The language of loss and the framing of sympathy in everyday life is so impoverished, so mired in cliche and euphemism, that deep metaphors of “passing” become thinned to nothing, to sentimentality. The iterations of “losing the battle” and the valorising, endlessly, of “courage” is a way of making the bereaved feel they need to enact a particular role. And then there is the “being strong”. If you are told how wonderful you are for not showing emotion, or for continuing as before, where does that leave being scared? How about denial? Or anger, terror, desolation, loneliness? How about confusion? Why only endurance, resilience, strength? In this need to name, to find precision, accuracy is a measure of love. I think of Marion Coutts’ book The Iceberg, on her dying husband Tom Lubbock’s language, Joan Didion’s The Year of Magical Thinking, charting everything, weighing her responses to her grief. This is different, they say, writing this is a work of mourning.

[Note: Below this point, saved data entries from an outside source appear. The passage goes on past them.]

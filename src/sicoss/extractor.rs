//! Extractor contract (§6.1)
//!
//! The real SQL extraction against the source HR schema is an external
//! collaborator (§1) and is not implemented here — only the shape of the
//! data it must deliver. [`JsonFileExtractor`] and [`StaticExtractor`]
//! exist so the rest of the crate is runnable and testable end to end.

use async_trait::async_trait;
use serde::{Deserialize, Serialize};

use super::error::InputShapeError;
use super::model::{ConceptoRow, Legajo, ObraSocial, OtraActividad};

/// The four tables the extractor must deliver, keyed by `nro_legaj`.
/// Missing tables are modelled as empty (§6.1).
#[derive(Debug, Clone, Default, Serialize, Deserialize)]
pub struct ExtractorOutput {
    pub legajos: Vec<Legajo>,
    pub conceptos: Vec<ConceptoRow>,
    pub otra_actividad: Vec<OtraActividad>,
    pub obra_social: Vec<ObraSocial>,
}

/// Parameters an extractor is invoked with (§6.1): `(year, month,
/// optional_legajo_filter)`.
#[derive(Debug, Clone, Copy)]
pub struct ExtractionParams {
    pub year: i32,
    pub month: u32,
    pub legajo_filter: Option<i64>,
}

#[async_trait]
pub trait Extractor: Send + Sync {
    async fn extract(&self, params: ExtractionParams) -> Result<ExtractorOutput, InputShapeError>;
}

/// Extractor backed by a single pre-shaped JSON snapshot on disk, used by
/// the demo binary and by integration tests.
pub struct JsonFileExtractor {
    path: std::path::PathBuf,
}

impl JsonFileExtractor {
    pub fn new(path: impl Into<std::path::PathBuf>) -> Self {
        Self { path: path.into() }
    }
}

#[async_trait]
impl Extractor for JsonFileExtractor {
    async fn extract(&self, _params: ExtractionParams) -> Result<ExtractorOutput, InputShapeError> {
        let bytes = tokio::fs::read(&self.path)
            .await
            .map_err(|_| InputShapeError::MissingColumn("file", "extractor_snapshot"))?;
        serde_json::from_slice(&bytes)
            .map_err(|_| InputShapeError::MissingColumn("json", "extractor_snapshot"))
    }
}

/// In-memory extractor for unit and property tests.
#[derive(Default)]
pub struct StaticExtractor {
    pub output: ExtractorOutput,
}

#[async_trait]
impl Extractor for StaticExtractor {
    async fn extract(&self, params: ExtractionParams) -> Result<ExtractorOutput, InputShapeError> {
        let mut output = self.output.clone();
        if let Some(nro_legaj) = params.legajo_filter {
            output.legajos.retain(|l| l.nro_legaj == nro_legaj);
            output.conceptos.retain(|c| c.nro_legaj == nro_legaj);
            output.otra_actividad.retain(|o| o.nro_legaj == nro_legaj);
            output.obra_social.retain(|o| o.nro_legaj == nro_legaj);
        }
        Ok(output)
    }
}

The greatest of these books find a language that encompasses the sheer confusion of bereavement. In her forthcoming book Everyday Madness: On Grief, Anger, Loss and Love, Lisa Appignanesi writes that “Death, like desire, tears you out of your recognisable self. It tears you apart. That you was all mixed up with the other. And both of you have disappeared. The I who speaks, like the I who tells this story, is no longer reliable.” This is the other loss, that of selfhood, of control, of a forward momentum, of certainty. Appignanesi’s grief at the untimeliness of her husband’s death makes time itself deranged. Her days and weeks and months go awry. Her sense of the past is also called into question. It is excoriating: “My lived past, which had been lived as a double act, had been ransacked, stolen.” Bereavement, she notes, has a deep etymology of plunder. It tears you apart. Where all these registers go wrong, you oscillate between kinds of behaviour that are disinhibited, a derangement of self. It can be physical, a falling, a losing your way. I think of the crow in Max Porter’s Grief Is the Thing with Feathers as the deranged, ransacking presence in a family where the mother has died.

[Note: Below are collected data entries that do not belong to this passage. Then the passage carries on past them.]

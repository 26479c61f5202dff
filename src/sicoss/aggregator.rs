//! ConceptAggregator (§4.1)
//!
//! Folds concept rows into per-employee accumulators. The classification
//! table is implemented as data — a `const` slice of `(group_code, target)`
//! pairs — rather than branching, per spec.md §9 ("Group-code dispatch...
//! implement as data"), grounded in `original_source/processors/
//! conceptos_processor.py`'s `mapeo_simple` dict.

use std::collections::HashMap;

use rust_decimal::Decimal;

use super::config::Config;
use super::model::{ConceptoRow, Escalafon, Legajo, LegajoRecord, ObraSocial, OtraActividad};

/// One of the accumulator fields a concept row's amount can be folded
/// into via a plain group-code mapping (the "simple" cases of §4.1's
/// table — everything except group 9, 24, {11,12,13,14,15,48,49}, and 58,
/// which need row-level context beyond "add this amount here").
#[derive(Clone, Copy)]
enum SimpleTarget {
    ImporteHorasExtras,
    ImporteZonaDesfavorable,
    ImporteVacaciones,
    ImporteAdicionales,
    ImportePremios,
    ImporteNoRemun,
    ImporteRectificacionRemun,
    ImporteMaternidad,
    AporteAdicionalObraSocial,
    ImporteImponibleBecario,
    ImporteSICOSS27430,
    ImporteSICOSSDec56119,
    NoRemun4y8,
    IncrementoSolidario,
    ImporteTipo91,
    ImporteNoRemun96,
}

const SIMPLE_GROUP_TABLE: &[(i32, SimpleTarget)] = &[
    (6, SimpleTarget::ImporteHorasExtras),
    (7, SimpleTarget::ImporteZonaDesfavorable),
    (8, SimpleTarget::ImporteVacaciones),
    (21, SimpleTarget::ImporteAdicionales),
    (22, SimpleTarget::ImportePremios),
    (45, SimpleTarget::ImporteNoRemun),
    (46, SimpleTarget::ImporteRectificacionRemun),
    (47, SimpleTarget::ImporteMaternidad),
    (16, SimpleTarget::AporteAdicionalObraSocial),
    (67, SimpleTarget::ImporteImponibleBecario),
    (81, SimpleTarget::ImporteSICOSS27430),
    (83, SimpleTarget::ImporteSICOSSDec56119),
    (84, SimpleTarget::NoRemun4y8),
    (86, SimpleTarget::IncrementoSolidario),
    (91, SimpleTarget::ImporteTipo91),
    (96, SimpleTarget::ImporteNoRemun96),
];

/// Priority for TipoDeActividad, keyed by the investigator group code
/// that produced it (§4.1's `mapeo_prioridades`).
const PRIORITY_TABLE: &[(i32, i32)] = &[
    (11, 38),
    (12, 34),
    (13, 35),
    (14, 36),
    (15, 37),
    (48, 87),
    (49, 88),
];

const INVESTIGADOR_GROUPS: &[i32] = &[11, 12, 13, 14, 15, 48, 49];

fn simple_target(group: i32) -> Option<SimpleTarget> {
    SIMPLE_GROUP_TABLE
        .iter()
        .find(|(code, _)| *code == group)
        .map(|(_, target)| *target)
}

fn apply_simple(record: &mut LegajoRecord, target: SimpleTarget, amount: Decimal) {
    match target {
        SimpleTarget::ImporteHorasExtras => record.importe_horas_extras += amount,
        SimpleTarget::ImporteZonaDesfavorable => record.importe_zona_desfavorable += amount,
        SimpleTarget::ImporteVacaciones => record.importe_vacaciones += amount,
        SimpleTarget::ImporteAdicionales => record.importe_adicionales += amount,
        SimpleTarget::ImportePremios => record.importe_premios += amount,
        SimpleTarget::ImporteNoRemun => record.importe_no_remun += amount,
        SimpleTarget::ImporteRectificacionRemun => record.importe_rectificacion_remun += amount,
        SimpleTarget::ImporteMaternidad => record.importe_maternidad += amount,
        SimpleTarget::AporteAdicionalObraSocial => record.aporte_adicional_obra_social += amount,
        SimpleTarget::ImporteImponibleBecario => record.importe_imponible_becario += amount,
        SimpleTarget::ImporteSICOSS27430 => record.importe_sicoss_27430 += amount,
        SimpleTarget::ImporteSICOSSDec56119 => record.importe_sicoss_dec56119 += amount,
        SimpleTarget::NoRemun4y8 => record.no_remun_4y8 += amount,
        SimpleTarget::IncrementoSolidario => record.incremento_solidario += amount,
        SimpleTarget::ImporteTipo91 => record.importe_tipo_91 += amount,
        SimpleTarget::ImporteNoRemun96 => record.importe_no_remun_96 += amount,
    }
}

fn apply_sac(record: &mut LegajoRecord, escalafon: &Escalafon, amount: Decimal) {
    record.importe_sac += amount;
    match escalafon {
        Escalafon::Docente => record.importe_sac_doce += amount,
        Escalafon::Autoridad => record.importe_sac_auto += amount,
        Escalafon::NoDocente => record.importe_sac_nodo += amount,
        Escalafon::Investigador => record.sac_investigador += amount,
        Escalafon::Other(_) => {}
    }
}

fn apply_investigador_group(record: &mut LegajoRecord, group: i32, amount: Decimal) {
    record.importe_imponible_6 += amount;
    if let Some((_, priority)) = PRIORITY_TABLE.iter().find(|(code, _)| *code == group) {
        record.prioridad_tipo_de_actividad = record.prioridad_tipo_de_actividad.max(*priority);
    }
}

/// Folds all concept rows for one legajo into its accumulators (one row
/// contributes once per group code in its `tipos_grupos` set).
fn apply_concepto(record: &mut LegajoRecord, row: &ConceptoRow) {
    for &group in &row.tipos_grupos {
        if let Some(target) = simple_target(group) {
            apply_simple(record, target, row.impp_conce);
        } else if group == 9 {
            apply_sac(record, &row.codigoescalafon, row.impp_conce);
        } else if group == 24 {
            record.cantidad_horas_extras += row.nov1_conce;
        } else if INVESTIGADOR_GROUPS.contains(&group) {
            apply_investigador_group(record, group, row.impp_conce);
        } else if group == 58 {
            record.seguro_vida_obligatorio = true;
        }
        // Unknown group codes are ignored (non-fatal, §4.1 Failure modes).
    }
}

/// Resolves concept rows that are looked up by `codn_conce` rather than by
/// group code (SPEC_FULL.md §4.1 ADDED: explicit obra-social surcharge and
/// voluntary-contribution concept codes).
fn apply_concept_code_lookup(record: &mut LegajoRecord, row: &ConceptoRow, config: &Config) {
    if Some(row.codn_conce) == config.codigo_os_aporte_adicional {
        record.aporte_adicional_obra_social += row.impp_conce;
    }
    if Some(row.codn_conce) == config.codigo_concepto_voluntario {
        record.importe_volun += row.impp_conce;
    }
}

fn apply_investigador_reclass(record: &mut LegajoRecord) {
    if record.sac_investigador > Decimal::ZERO {
        record.importe_sac -= record.sac_investigador;
    }
}

fn compute_remuner_78805(record: &LegajoRecord) -> Decimal {
    record.importe_sac
        + record.importe_horas_extras
        + record.importe_zona_desfavorable
        + record.importe_vacaciones
        + record.importe_premios
        + record.importe_adicionales
        + record.importe_imponible_becario
}

fn assign_tipo_de_actividad(record: &mut LegajoRecord) {
    record.tipo_de_actividad = match record.prioridad_tipo_de_actividad {
        0 | 38 => record.legajo.codigoactividad,
        p @ (34 | 35 | 36 | 37 | 87 | 88) => p,
        _ => 0,
    };
}

/// Classifies and aggregates concept rows, producing one [`LegajoRecord`]
/// per legajo with every accumulator and derived-base field populated.
pub fn aggregate(
    legajos: Vec<Legajo>,
    conceptos: &[ConceptoRow],
    otra_actividad: &[OtraActividad],
    obra_social: &[ObraSocial],
    config: &Config,
) -> Vec<LegajoRecord> {
    let mut otra_by_legajo: HashMap<i64, OtraActividad> = otra_actividad
        .iter()
        .cloned()
        .map(|o| (o.nro_legaj, o))
        .collect();
    let mut obra_by_legajo: HashMap<i64, ObraSocial> = obra_social
        .iter()
        .cloned()
        .map(|o| (o.nro_legaj, o))
        .collect();

    let mut records: HashMap<i64, LegajoRecord> = legajos
        .into_iter()
        .map(|legajo| {
            let nro = legajo.nro_legaj;
            let obra = obra_by_legajo.remove(&nro).unwrap_or_default();
            let otra = otra_by_legajo.remove(&nro);
            (nro, LegajoRecord::new(legajo, obra, otra))
        })
        .collect();

    for row in conceptos {
        if let Some(record) = records.get_mut(&row.nro_legaj) {
            apply_concepto(record, row);
            apply_concept_code_lookup(record, row, config);
        }
        // Concept rows for unknown legajos are ignored here; the extractor
        // contract (§6.1) is responsible for referential integrity.
    }

    let mut out: Vec<LegajoRecord> = records.into_values().collect();
    out.sort_by_key(|r| r.nro_legaj());

    for record in &mut out {
        apply_investigador_reclass(record);

        record.remuner_78805 = compute_remuner_78805(record);
        record.importe_imponible_patronal = record.remuner_78805;
        record.importe_sac_patronal = record.importe_sac;
        record.importe_imponible_sin_sac =
            record.importe_imponible_patronal - record.importe_sac_patronal;
        record.importe_bruto = record.importe_imponible_patronal + record.importe_no_remun;
        record.importe_impon = record.remuner_78805;

        if let Some(otra) = &record.otra_actividad {
            record.importe_bruto_otra_actividad = otra.importe_bruto_otra_actividad;
            record.importe_sac_otra_actividad = otra.importe_sac_otra_actividad;
        }

        assign_tipo_de_actividad(record);
    }

    out
}

#[cfg(test)]
mod tests {
    use std::collections::HashSet;

    use rust_decimal_macros::dec;

    use super::*;

    fn legajo(nro: i64) -> Legajo {
        Legajo {
            nro_legaj: nro,
            cuit: "20123456789".to_string(),
            apyno: "PEREZ JUAN".to_string(),
            conyugue: 0,
            hijos: 0,
            adherentes: 0,
            codigosituacion: 1,
            codigocondicion: 1,
            codigozona: 1,
            codigoactividad: 99,
            codigocontratacion: 1,
            regimen: "1".to_string(),
            trabajadorconvencionado: None,
            provincialocalidad: "CABA".to_string(),
            aporteadicional: Decimal::ZERO,
            estado: "activo".to_string(),
            licencia: false,
            codigorevista1: 1,
            fecharevista1: 1,
            codigorevista2: 0,
            fecharevista2: 0,
            codigorevista3: 0,
            fecharevista3: 0,
            dias_trabajados: 30,
            contrib_tarea_dif: Decimal::ZERO,
        }
    }

    fn concepto(nro: i64, groups: &[i32], amount: Decimal, escalafon: Escalafon) -> ConceptoRow {
        ConceptoRow {
            nro_legaj: nro,
            codn_conce: 1,
            impp_conce: amount,
            tipo_conce: 'C',
            nov1_conce: Decimal::ZERO,
            nro_orimp: 1,
            tipos_grupos: groups.iter().copied().collect::<HashSet<_>>(),
            codigoescalafon: escalafon,
        }
    }

    #[test]
    fn scenario_1_no_ceilings_triggered() {
        let legajos = vec![legajo(1)];
        let conceptos = vec![
            concepto(1, &[21], dec!(80_000), Escalafon::NoDocente),
            concepto(1, &[9], dec!(6666.67), Escalafon::NoDocente),
        ];
        let config = Config::default();
        let records = aggregate(legajos, &conceptos, &[], &[], &config);
        let rec = &records[0];

        assert_eq!(rec.importe_sac, dec!(6666.67));
        assert_eq!(rec.remuner_78805, dec!(86666.67));
        assert_eq!(rec.importe_imponible_patronal, dec!(86666.67));
        assert_eq!(rec.importe_impon, dec!(86666.67));
        assert_eq!(rec.importe_bruto, dec!(86666.67));
    }

    #[test]
    fn unknown_group_is_ignored() {
        let legajos = vec![legajo(1)];
        let conceptos = vec![concepto(1, &[999], dec!(1234.56), Escalafon::NoDocente)];
        let records = aggregate(legajos, &conceptos, &[], &[], &Config::default());
        assert_eq!(records[0].remuner_78805, Decimal::ZERO);
    }

    #[test]
    fn investigator_sac_is_reclassified_out_of_importe_sac() {
        let legajos = vec![legajo(1)];
        let conceptos = vec![concepto(1, &[9], dec!(10_000), Escalafon::Investigador)];
        let records = aggregate(legajos, &conceptos, &[], &[], &Config::default());
        let rec = &records[0];
        assert_eq!(rec.sac_investigador, dec!(10_000));
        assert_eq!(rec.importe_sac, Decimal::ZERO);
    }

    #[test]
    fn investigator_group_sets_priority_and_activity() {
        let legajos = vec![legajo(1)];
        let conceptos = vec![concepto(1, &[15], dec!(500), Escalafon::NoDocente)];
        let records = aggregate(legajos, &conceptos, &[], &[], &Config::default());
        let rec = &records[0];
        assert_eq!(rec.importe_imponible_6, dec!(500));
        assert_eq!(rec.prioridad_tipo_de_actividad, 37);
        assert_eq!(rec.tipo_de_actividad, 37);
    }

    #[test]
    fn row_contributes_to_every_mapped_group() {
        let legajos = vec![legajo(1)];
        let conceptos = vec![concepto(1, &[6, 21], dec!(1000), Escalafon::NoDocente)];
        let records = aggregate(legajos, &conceptos, &[], &[], &Config::default());
        let rec = &records[0];
        assert_eq!(rec.importe_horas_extras, dec!(1000));
        assert_eq!(rec.importe_adicionales, dec!(1000));
    }
}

A deranged, ransacking presence’ … Cillian Murphy in Grief Is the Thing with Feathers.

These are images that go deep into history. In the Book of Lamentations we read that God “has made me dwell in darkness … he has walled me in and I cannot break out … He has weighed me down with chains … He has made my path a maze … He has forced me off my way and mangled me.” The Hebrew word eikh (how) opens the Book of Lamentations and then reappears throughout the text. This how is not a question, more a bewildered exhortation. You are beyond questions. All you can do is repeat.

In Anne Carson’s poem Nox, a response to the death of her brother, she refused to accept any conventional form. So the poem comes like a box, a casket, of fragments, attempts at definitions, parts of memories. This seems appropriate. The shape of grief is different each time. That is why the shard – the pieces of broken pottery that are ubiquitous across all cultures – is often used as an expressive image of loss. Think of Job lamenting to God, sitting on a pile of broken shards. In my own practice as a potter, whenever I pick up pieces of a dropped vessel I notice that each shard has its own particularity. Each hurts.

In her study of the deaths of writers, The Violet Hour, Katie Roiphe writes that “moving on, as a concept, is for stupid people, because any sensible person knows grief is a long-term project. I refuse to rush. The pain that is thrust upon us let no man slow or speed or fix.” Bereavement takes a pathway that is different for each and every one of us. It takes different registers, different words. And that is what I take away from this very particular nine months of reading and reflecting on mortality. That there is change in the public space around death. This change is remarkable and wonderful when it comes to end-of-life care: the hospice movement and the training in palliative care are one of the greatest and most compassionate changes to occur in the last 30 years.

And, more slowly, it is happening outside the hospitals and clinics and hospices. People do want to read and talk about grief. For this we have to be grateful to those writers who are trying to find their own shard-like languages to express their own bereavements.